(Collected data entries)
+++++

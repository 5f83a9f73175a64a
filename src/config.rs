//! Configuration management for convey.
//!
//! This module handles loading, saving, and managing configuration for both
//! the server and client components. Configuration is stored in TOML format.
//! All credit amounts are counted in whole chunks.

use crate::error::UploadError;
use serde::{Deserialize, Serialize};
use std::fs;
use std::path::{Path, PathBuf};

// Protocol constants
pub const DEFAULT_PORT: u16 = 8889;
// Preferred server-wide chunk size. Larger chunks reduce protocol overhead
// but increase the memory held per credit.
pub const DEFAULT_CHUNK_SIZE: u32 = 256 * 1024;
pub const MAX_CHUNK_SIZE: u32 = 16 * 1024 * 1024;
pub const DEFAULT_MAX_QUEUE: u32 = 64;

// Credit accounting constants (in chunks)
pub const DEFAULT_CREDIT_BUDGET: u32 = 512;
pub const DEFAULT_CREDIT_LOW_WATERMARK: u32 = 256;
pub const DEFAULT_TOPUP_THRESHOLD: u32 = 32;

// Timeout constants
pub const DEFAULT_INACTIVITY_TIMEOUT_SECS: u64 = 30;
pub const DEFAULT_RETRY_COUNT: u32 = 5;
pub const DEFAULT_IDLE_ABORT_SECS: u64 = 300;
pub const DEFAULT_PROBE_LIMIT: u32 = 5;
pub const DEFAULT_STATUS_LOG_SECS: u64 = 60;
pub const DEFAULT_RECONNECT_ATTEMPTS: u32 = 5;
pub const DEFAULT_RECONNECT_DELAY_MS: u64 = 1000;

/// Maximum filename length accepted by the server, in UTF-8 bytes.
pub const MAX_FILENAME_BYTES: usize = 256;

/// Main configuration structure containing both endpoint configurations.
#[derive(Debug, Clone, Serialize, Deserialize)]
pub struct Config {
    /// Server-specific configuration.
    pub server: ServerConfig,
    /// Client-specific configuration.
    pub client: ClientConfig,
}

/// Configuration for the upload server.
#[derive(Debug, Clone, Serialize, Deserialize)]
pub struct ServerConfig {
    pub address: String,
    pub port: u16,
    /// Directory holding partial uploads; files here are never delivered.
    pub staging_dir: PathBuf,
    /// Directory where finished files and their sidecars are promoted to.
    pub destination_dir: PathBuf,
    /// Directory of approved client key files.
    pub authorized_keys_dir: PathBuf,
    pub chunk_size: u32,
    /// Per-upload credit ceiling.
    pub max_queue: u32,
    /// Global credit budget across all uploads, in chunks.
    pub credit_budget: u32,
    /// Distribution runs whenever outstanding credit falls below this.
    pub credit_low_watermark: u32,
    /// Uploads holding at least this much credit are skipped by top-ups.
    pub topup_threshold: u32,
    /// Seconds of silence before an upload is probed with a status report.
    pub probe_idle_secs: u64,
    /// Unanswered probes before the upload is cancelled with a timeout.
    pub probe_limit: u32,
    /// Hard ceiling on upload inactivity before abort.
    pub idle_abort_secs: u64,
    /// Interval for the periodic status log line.
    pub status_log_secs: u64,
    /// Metadata fields every upload must carry; empty accepts anything.
    pub required_meta: Vec<String>,
}

/// Configuration for the upload client.
#[derive(Debug, Clone, Serialize, Deserialize)]
pub struct ClientConfig {
    /// Path to the client key file (`<key-id>:<hex-secret>`).
    pub key_file: PathBuf,
    /// Seconds of silence before the client probes with `query-status`.
    pub inactivity_timeout_secs: u64,
    /// Consecutive unanswered status probes before giving up.
    pub retry_count: u32,
    pub reconnect_attempts: u32,
    pub reconnect_delay_ms: u64,
    pub progress_bar: bool,
}

impl Config {
    /// Loads configuration from a file, or creates a new default
    /// configuration if the file doesn't exist.
    pub fn load_or_create(path: &Path) -> Result<Self, UploadError> {
        if path.exists() {
            let content = fs::read_to_string(path)?;
            Ok(toml::from_str(&content)?)
        } else {
            let config = Self::default();
            config.save(path)?;
            Ok(config)
        }
    }

    /// Saves the configuration to a file in TOML format.
    pub fn save(&self, path: &Path) -> Result<(), UploadError> {
        let content = toml::to_string_pretty(self)?;
        fs::write(path, content)?;
        Ok(())
    }
}

impl Default for Config {
    fn default() -> Self {
        Self {
            server: ServerConfig::default(),
            client: ClientConfig::default(),
        }
    }
}

impl Default for ServerConfig {
    fn default() -> Self {
        Self {
            address: "0.0.0.0".to_string(),
            port: DEFAULT_PORT,
            staging_dir: PathBuf::from("./staging"),
            destination_dir: PathBuf::from("./incoming"),
            authorized_keys_dir: PathBuf::from("./authorized_keys"),
            chunk_size: DEFAULT_CHUNK_SIZE,
            max_queue: DEFAULT_MAX_QUEUE,
            credit_budget: DEFAULT_CREDIT_BUDGET,
            credit_low_watermark: DEFAULT_CREDIT_LOW_WATERMARK,
            topup_threshold: DEFAULT_TOPUP_THRESHOLD,
            probe_idle_secs: DEFAULT_INACTIVITY_TIMEOUT_SECS,
            probe_limit: DEFAULT_PROBE_LIMIT,
            idle_abort_secs: DEFAULT_IDLE_ABORT_SECS,
            status_log_secs: DEFAULT_STATUS_LOG_SECS,
            required_meta: Vec::new(),
        }
    }
}

impl Default for ClientConfig {
    fn default() -> Self {
        Self {
            key_file: PathBuf::from("./client.key"),
            inactivity_timeout_secs: DEFAULT_INACTIVITY_TIMEOUT_SECS,
            retry_count: DEFAULT_RETRY_COUNT,
            reconnect_attempts: DEFAULT_RECONNECT_ATTEMPTS,
            reconnect_delay_ms: DEFAULT_RECONNECT_DELAY_MS,
            progress_bar: true,
        }
    }
}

+++++

* **WHAT THIS TASK INVOLVES**: Make a word-for-word copy of the records.

* **FINAL ANSWER**:
repository 5f83a9f73175a64a
filename src/config.rs
//! Configuration management for convey.
//!
//! This module handles loading, saving, and managing configuration for both
//! the server and client components. Configuration is stored in TOML format.
//! All credit amounts are counted in whole chunks.

use crate::error::UploadError;
use serde::{Deserialize, Serialize};
use std::fs;
use std::path::{Path, PathBuf};

// Protocol constants
pub const DEFAULT_PORT: u16 = 8889;
// Preferred server-wide chunk size. Larger chunks reduce protocol overhead
// but increase the memory held per credit.
pub const DEFAULT_CHUNK_SIZE: u32 = 256 * 1024;
pub const MAX_CHUNK_SIZE: u32 = 16 * 1024 * 1024;
pub const DEFAULT_MAX_QUEUE: u32 = 64;

// Credit accounting constants (in chunks)
pub const DEFAULT_CREDIT_BUDGET: u32 = 512;
pub const DEFAULT_CREDIT_LOW_WATERMARK: u32 = 256;
pub const DEFAULT_TOPUP_THRESHOLD: u32 = 32;

// Timeout constants
pub const DEFAULT_INACTIVITY_TIMEOUT_SECS: u64 = 30;
pub const DEFAULT_RETRY_COUNT: u32 = 5;
pub const DEFAULT_IDLE_ABORT_SECS: u64 = 300;
pub const DEFAULT_PROBE_LIMIT: u32 = 5;
pub const DEFAULT_STATUS_LOG_SECS: u64 = 60;
pub const DEFAULT_RECONNECT_ATTEMPTS: u32 = 5;
pub const DEFAULT_RECONNECT_DELAY_MS: u64 = 1000;

/// Maximum filename length accepted by the server, in UTF-8 bytes.
pub const MAX_FILENAME_BYTES: usize = 256;

/// Main configuration structure containing both endpoint configurations.
#[derive(Debug, Clone, Serialize, Deserialize)]
pub struct Config {
    /// Server-specific configuration.
    pub server: ServerConfig,
    /// Client-specific configuration.
    pub client: ClientConfig,
}

/// Configuration for the upload server.
#[derive(Debug, Clone, Serialize, Deserialize)]
pub struct ServerConfig {
    pub address: String,
    pub port: u16,
    /// Directory holding partial uploads; files here are never delivered.
    pub staging_dir: PathBuf,
    /// Directory where finished files and their sidecars are promoted to.
    pub destination_dir: PathBuf,
    /// Directory of approved client key files.
    pub authorized_keys_dir: PathBuf,
    pub chunk_size: u32,
    /// Per-upload credit ceiling.
    pub max_queue: u32,
    /// Global credit budget across all uploads, in chunks.
    pub credit_budget: u32,
    /// Distribution runs whenever outstanding credit falls below this.
    pub credit_low_watermark: u32,
    /// Uploads holding at least this much credit are skipped by top-ups.
    pub topup_threshold: u32,
    /// Seconds of silence before an upload is probed with a status report.
    pub probe_idle_secs: u64,
    /// Unanswered probes before the upload is cancelled with a timeout.
    pub probe_limit: u32,
    /// Hard ceiling on upload inactivity before abort.
    pub idle_abort_secs: u64,
    /// Interval for the periodic status log line.
    pub status_log_secs: u64,
    /// Metadata fields every upload must carry; empty accepts anything.
    pub required_meta: Vec<String>,
}

/// Configuration for the upload client.
#[derive(Debug, Clone, Serialize, Deserialize)]
pub struct ClientConfig {
    /// Path to the client key file (`<key-id>:<hex-secret>`).
    pub key_file: PathBuf,
    /// Seconds of silence before the client probes with `query-status`.
    pub inactivity_timeout_secs: u64,
    /// Consecutive unanswered status probes before giving up.
    pub retry_count: u32,
    pub reconnect_attempts: u32,
    pub reconnect_delay_ms: u64,
    pub progress_bar: bool,
}

impl Config {
    /// Loads configuration from a file, or creates a new default
    /// configuration if the file doesn't exist.
    pub fn load_or_create(path: &Path) -> Result<Self, UploadError> {
        if path.exists() {
            let content = fs::read_to_string(path)?;
            Ok(toml::from_str(&content)?)
        } else {
            let config = Self::default();
            config.save(path)?;
            Ok(config)
        }
    }

    /// Saves the configuration to a file in TOML format.
    pub fn save(&self, path: &Path) -> Result<(), UploadError> {
        let content = toml::to_string_pretty(self)?;
        fs::write(path, content)?;
        Ok(())
    }
}

impl Default for Config {
    fn default() -> Self {
        Self {
            server: ServerConfig::default(),
            client: ClientConfig::default(),
        }
    }
}

impl Default for ServerConfig {
    fn default() -> Self {
        Self {
            address: "0.0.0.0".to_string(),
            port: DEFAULT_PORT,
            staging_dir: PathBuf::from("./staging"),
            destination_dir: PathBuf::from("./incoming"),
            authorized_keys_dir: PathBuf::from("./authorized_keys"),
            chunk_size: DEFAULT_CHUNK_SIZE,
            max_queue: DEFAULT_MAX_QUEUE,
            credit_budget: DEFAULT_CREDIT_BUDGET,
            credit_low_watermark: DEFAULT_CREDIT_LOW_WATERMARK,
            topup_threshold: DEFAULT_TOPUP_THRESHOLD,
            probe_idle_secs: DEFAULT_INACTIVITY_TIMEOUT_SECS,
            probe_limit: DEFAULT_PROBE_LIMIT,
            idle_abort_secs: DEFAULT_IDLE_ABORT_SECS,
            status_log_secs: DEFAULT_STATUS_LOG_SECS,
            required_meta: Vec::new(),
        }
    }
}

impl Default for ClientConfig {
    fn default() -> Self {
        Self {
            key_file: PathBuf::from("./client.key"),
            inactivity_timeout_secs: DEFAULT_INACTIVITY_TIMEOUT_SECS,
            retry_count: DEFAULT_RETRY_COUNT,
            reconnect_attempts: DEFAULT_RECONNECT_ATTEMPTS,
            reconnect_delay_ms: DEFAULT_RECONNECT_DELAY_MS,
            progress_bar: true,
        }
    }
}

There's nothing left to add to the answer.